3e dossier :
Dans une étude unique en son genre, les scientifiques ont combiné une série d’observations satellites de la NASA de la Terre avec des données sur les activités humaines pour cartographier les endroits où l’eau douce change dans le monde et pour déterminer pourquoi.
L’étude, publiée mercredi dans la revue Nature, constate que les zones humides de la Terre deviennent de plus en plus humides et que les zones sèches deviennent plus sèches en raison de divers facteurs, notamment la gestion de l’eau humaine, le changement climatique et les cycles naturels.
Une équipe dirigée par Matt Rodell du Goddard Space Flight Centre de la NASA à Greenbelt, Maryland, a utilisé 14 années d’observations de la mission spatiale américaine GRACE pour suivre les tendances mondiales en matière d’eau douce dans 34 régions du monde. Pour comprendre pourquoi ces tendances ont émergé, ils devaient extraire les données de précipitations du projet Global Climatology, des images Landsat de la NASA / US Geological Survey , des cartes d’irrigation et des rapports publiés sur les activités humaines liées à l’agriculture, aux mines et aux réservoirs.
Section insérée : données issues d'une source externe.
impl BotStore {
    /// Connect and run migrations.
    pub async fn new(database_url: &str) -> Result<Self> {
        // Every in-memory connection is its own database, so keep exactly one alive
        let options = if database_url.contains(":memory:") {
            SqlitePoolOptions::new()
                .max_connections(1)
                .idle_timeout(None)
                .max_lifetime(None)
        } else {
            SqlitePoolOptions::new().max_connections(5)
        };

        let pool = options
            .connect(database_url)
            .await
            .context("Failed to connect to database")?;

        let store = Self { pool };
        store.run_migrations().await?;

        Ok(store)
    }

    async fn run_migrations(&self) -> Result<()> {
        sqlx::query(
            r#"
            CREATE TABLE IF NOT EXISTS bot_configs (
                bot_id TEXT PRIMARY KEY,
                config_json TEXT NOT NULL,
                enabled INTEGER NOT NULL DEFAULT 1,
                version INTEGER NOT NULL DEFAULT 1,
                created_at TEXT NOT NULL DEFAULT CURRENT_TIMESTAMP,
                updated_at TEXT NOT NULL DEFAULT CURRENT_TIMESTAMP
            )
            "#,
        )
        .execute(&self.pool)
        .await
        .context("Failed to create bot_configs")?;

        sqlx::query(
            r#"
            CREATE TABLE IF NOT EXISTS bot_runtime_state (
                bot_id TEXT PRIMARY KEY,
                state TEXT NOT NULL,
                started_at TEXT,
                last_heartbeat TEXT,
                start_requested INTEGER NOT NULL DEFAULT 0,
                FOREIGN KEY (bot_id) REFERENCES bot_configs(bot_id) ON DELETE CASCADE
            )
            "#,
        )
        .execute(&self.pool)
        .await
        .context("Failed to create bot_runtime_state")?;

        sqlx::query(
            r#"
            CREATE TABLE IF NOT EXISTS bot_config_history (
                id INTEGER PRIMARY KEY AUTOINCREMENT,
                bot_id TEXT NOT NULL,
                version INTEGER NOT NULL,
                config_json TEXT NOT NULL,
                created_at TEXT NOT NULL DEFAULT CURRENT_TIMESTAMP,
                UNIQUE(bot_id, version)
            )
            "#,
        )
        .execute(&self.pool)
        .await
        .context("Failed to create bot_config_history")?;

        sqlx::query("CREATE INDEX IF NOT EXISTS idx_runtime_state ON bot_runtime_state(state)")
            .execute(&self.pool)
            .await?;

        Ok(())
    }

    // ==================== Configs ====================

    /// Insert a new bot with a Stopped runtime row. Returns false if the id exists.
    pub async fn insert_bot(&self, bot_id: &str, config_json: &str, enabled: bool) -> Result<bool> {
        let mut tx = self.pool.begin().await.context("Failed to begin transaction")?;

        let inserted = sqlx::query(
            r#"
            INSERT INTO bot_configs (bot_id, config_json, enabled, version, created_at, updated_at)
            VALUES (?, ?, ?, 1, datetime('now'), datetime('now'))
            ON CONFLICT(bot_id) DO NOTHING
            "#,
        )
        .bind(bot_id)
        .bind(config_json)
        .bind(enabled)
        .execute(&mut *tx)
        .await
        .context("Failed to insert bot config")?
        .rows_affected();

        if inserted == 0 {
            tx.rollback().await?;
            return Ok(false);
        }

        sqlx::query("INSERT INTO bot_config_history (bot_id, version, config_json) VALUES (?, 1, ?)")
            .bind(bot_id)
            .bind(config_json)
            .execute(&mut *tx)
            .await
            .context("Failed to record config history")?;

        sqlx::query("INSERT INTO bot_runtime_state (bot_id, state) VALUES (?, ?)")
            .bind(bot_id)
            .bind(BotState::Stopped.as_str())
            .execute(&mut *tx)
            .await
            .context("Failed to insert runtime state")?;

        tx.commit().await.context("Failed to commit new bot")?;
        Ok(true)
    }

    pub async fn get_bot(&self, bot_id: &str) -> Result<Option<StoredBotConfig>> {
        sqlx::query_as::<_, StoredBotConfig>("SELECT * FROM bot_configs WHERE bot_id = ?")
            .bind(bot_id)
            .fetch_optional(&self.pool)
            .await
            .context("Failed to fetch bot config")
    }

    pub async fn load_all_bots(&self) -> Result<Vec<StoredBotConfig>> {
        sqlx::query_as::<_, StoredBotConfig>("SELECT * FROM bot_configs ORDER BY created_at, bot_id")
            .fetch_all(&self.pool)
            .await
            .context("Failed to load bot configs")
    }

    /// Enabled bots that were Running when the process went down, or that
    /// have a queued start request.
    pub async fn load_recoverable(&self) -> Result<Vec<StoredBotConfig>> {
        sqlx::query_as::<_, StoredBotConfig>(
            r#"
            SELECT c.* FROM bot_configs c
            JOIN bot_runtime_state s ON s.bot_id = c.bot_id
            WHERE c.enabled = 1 AND (s.state = ? OR s.start_requested = 1)
            ORDER BY c.created_at, c.bot_id
            "#,
        )
        .bind(BotState::Running.as_str())
        .fetch_all(&self.pool)
        .await
        .context("Failed to load recoverable bots")
    }

    /// Replace a config if `expected_version` matches. Returns the new version,
    /// or `None` when the stored version differs (or the bot does not exist).
    pub async fn update_config(
        &self,
        bot_id: &str,
        expected_version: i64,
        config_json: &str,
    ) -> Result<Option<i64>> {
        let mut tx = self.pool.begin().await.context("Failed to begin transaction")?;

        let updated = sqlx::query(
            r#"
            UPDATE bot_configs SET
                config_json = ?,
                version = version + 1,
                updated_at = datetime('now')
            WHERE bot_id = ? AND version = ?
            "#,
        )
        .bind(config_json)
        .bind(bot_id)
        .bind(expected_version)
        .execute(&mut *tx)
        .await
        .context("Failed to update bot config")?
        .rows_affected();

        if updated == 0 {
            tx.rollback().await?;
            return Ok(None);
        }

        let new_version = expected_version + 1;
        sqlx::query("INSERT INTO bot_config_history (bot_id, version, config_json) VALUES (?, ?, ?)")
            .bind(bot_id)
            .bind(new_version)
            .bind(config_json)
            .execute(&mut *tx)
            .await
            .context("Failed to record config history")?;

        tx.commit().await.context("Failed to commit config update")?;
        Ok(Some(new_version))
    }

    /// All stored versions of a bot's config, oldest first.
    pub async fn config_history(&self, bot_id: &str) -> Result<Vec<(i64, String)>> {
        sqlx::query_as(
            "SELECT version, config_json FROM bot_config_history WHERE bot_id = ? ORDER BY version",
        )
        .bind(bot_id)
        .fetch_all(&self.pool)
        .await
        .context("Failed to fetch config history")
    }

    pub async fn set_enabled(&self, bot_id: &str, enabled: bool) -> Result<bool> {
        let result = sqlx::query(
            "UPDATE bot_configs SET enabled = ?, updated_at = datetime('now') WHERE bot_id = ?",
        )
        .bind(enabled)
        .bind(bot_id)
        .execute(&self.pool)
        .await
        .context("Failed to update enabled flag")?;

        Ok(result.rows_affected() > 0)
    }

    /// Delete a bot and everything recorded for it.
    pub async fn delete_bot(&self, bot_id: &str) -> Result<bool> {
        let mut tx = self.pool.begin().await.context("Failed to begin transaction")?;

        sqlx::query("DELETE FROM bot_runtime_state WHERE bot_id = ?")
            .bind(bot_id)
            .execute(&mut *tx)
            .await?;
        sqlx::query("DELETE FROM bot_config_history WHERE bot_id = ?")
            .bind(bot_id)
            .execute(&mut *tx)
            .await?;
        let deleted = sqlx::query("DELETE FROM bot_configs WHERE bot_id = ?")
            .bind(bot_id)
            .execute(&mut *tx)
            .await?
            .rows_affected();

        tx.commit().await.context("Failed to commit bot deletion")?;
        Ok(deleted > 0)
    }

    // ==================== Runtime State ====================

    /// Record a state transition. `started_at` is kept unless a new one is given.
    /// Any transition consumes a queued start request.
    pub async fn set_state(
        &self,
        bot_id: &str,
        state: BotState,
        started_at: Option<DateTime<Utc>>,
    ) -> Result<()> {
        let heartbeat = (state == BotState::Running).then(Utc::now);

        sqlx::query(
            r#"
            INSERT INTO bot_runtime_state (bot_id, state, started_at, last_heartbeat, start_requested)
            VALUES (?, ?, ?, ?, 0)
            ON CONFLICT(bot_id) DO UPDATE SET
                state = excluded.state,
                started_at = COALESCE(excluded.started_at, bot_runtime_state.started_at),
                last_heartbeat = COALESCE(excluded.last_heartbeat, bot_runtime_state.last_heartbeat),
                start_requested = 0
            "#,
        )
        .bind(bot_id)
        .bind(state.as_str())
        .bind(started_at)
        .bind(heartbeat)
        .execute(&self.pool)
        .await
        .with_context(|| format!("Failed to persist state {} for bot {}", state, bot_id))?;

        Ok(())
    }

    /// Queue a start for the next orchestrator boot. Returns false when the
    /// bot is unknown or its recorded state is active.
    pub async fn request_start(&self, bot_id: &str) -> Result<bool> {
        let result = sqlx::query(
            r#"
            UPDATE bot_runtime_state SET start_requested = 1
            WHERE bot_id = ? AND state IN (?, ?)
            "#,
        )
        .bind(bot_id)
        .bind(BotState::Stopped.as_str())
        .bind(BotState::Failed.as_str())
        .execute(&self.pool)
        .await
        .context("Failed to queue start request")?;

        Ok(result.rows_affected() > 0)
    }

    pub async fn heartbeat(&self, bot_id: &str, at: DateTime<Utc>) -> Result<()> {
        sqlx::query("UPDATE bot_runtime_state SET last_heartbeat = ? WHERE bot_id = ?")
            .bind(at)
            .bind(bot_id)
            .execute(&self.pool)
            .await
            .context("Failed to record heartbeat")?;
        Ok(())
    }

    pub async fn get_runtime_state(&self, bot_id: &str) -> Result<Option<BotRuntimeState>> {
        let row = sqlx::query_as::<_, StoredRuntimeState>(
            "SELECT bot_id, state, started_at, last_heartbeat, start_requested FROM bot_runtime_state WHERE bot_id = ?",
        )
        .bind(bot_id)
        .fetch_optional(&self.pool)
        .await
        .context("Failed to fetch runtime state")?;

        row.map(StoredRuntimeState::into_runtime_state).transpose()
    }

    pub async fn load_runtime_states(&self) -> Result<Vec<BotRuntimeState>> {
        let rows = sqlx::query_as::<_, StoredRuntimeState>(
            "SELECT bot_id, state, started_at, last_heartbeat, start_requested FROM bot_runtime_state",
        )
        .fetch_all(&self.pool)
        .await
        .context("Failed to load runtime states")?;

        rows.into_iter()
            .map(StoredRuntimeState::into_runtime_state)
            .collect()
    }

    /// Close the pool. Later calls fail.
    pub async fn close(&self) {
        self.pool.close().await;
    }
}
Ce n’est que par l’analyse des ensembles de données combinés que les scientifiques ont pu comprendre pleinement les raisons des changements dans l’eau douce de la Terre ainsi que la taille de ces tendances.
«C’est la première fois que nous utilisons les observations de plusieurs satellites pour évaluer de manière approfondie la façon dont la disponibilité de l’eau douce change, partout sur Terre », a déclaré Rodell. « Un objectif clé était de distinguer les changements dans le stockage d’eau terrestre causés par la variabilité naturelle – périodes humides et périodes sèches associées à El Niño et La Niña, par exemple – des tendances liées au changement climatique ou aux impacts humains, comme le pompage des eaux souterraines plus vite qu’il n’est réapprovisionné. «
L’eau douce se trouve dans les lacs, les rivières, le sol, la neige, les eaux souterraines et la glace. La perte d’eau douce des calottes glaciaires aux pôles – attribuée au changement climatique – a des implications sur l’élévation du niveau de la mer. Sur terre, l’eau douce est l’une des ressources les plus essentielles de la planète, pour l’eau potable et l’agriculture. Alors que l’approvisionnement en eau de certaines régions est relativement stable, d’autres ont connu des augmentations ou des diminutions.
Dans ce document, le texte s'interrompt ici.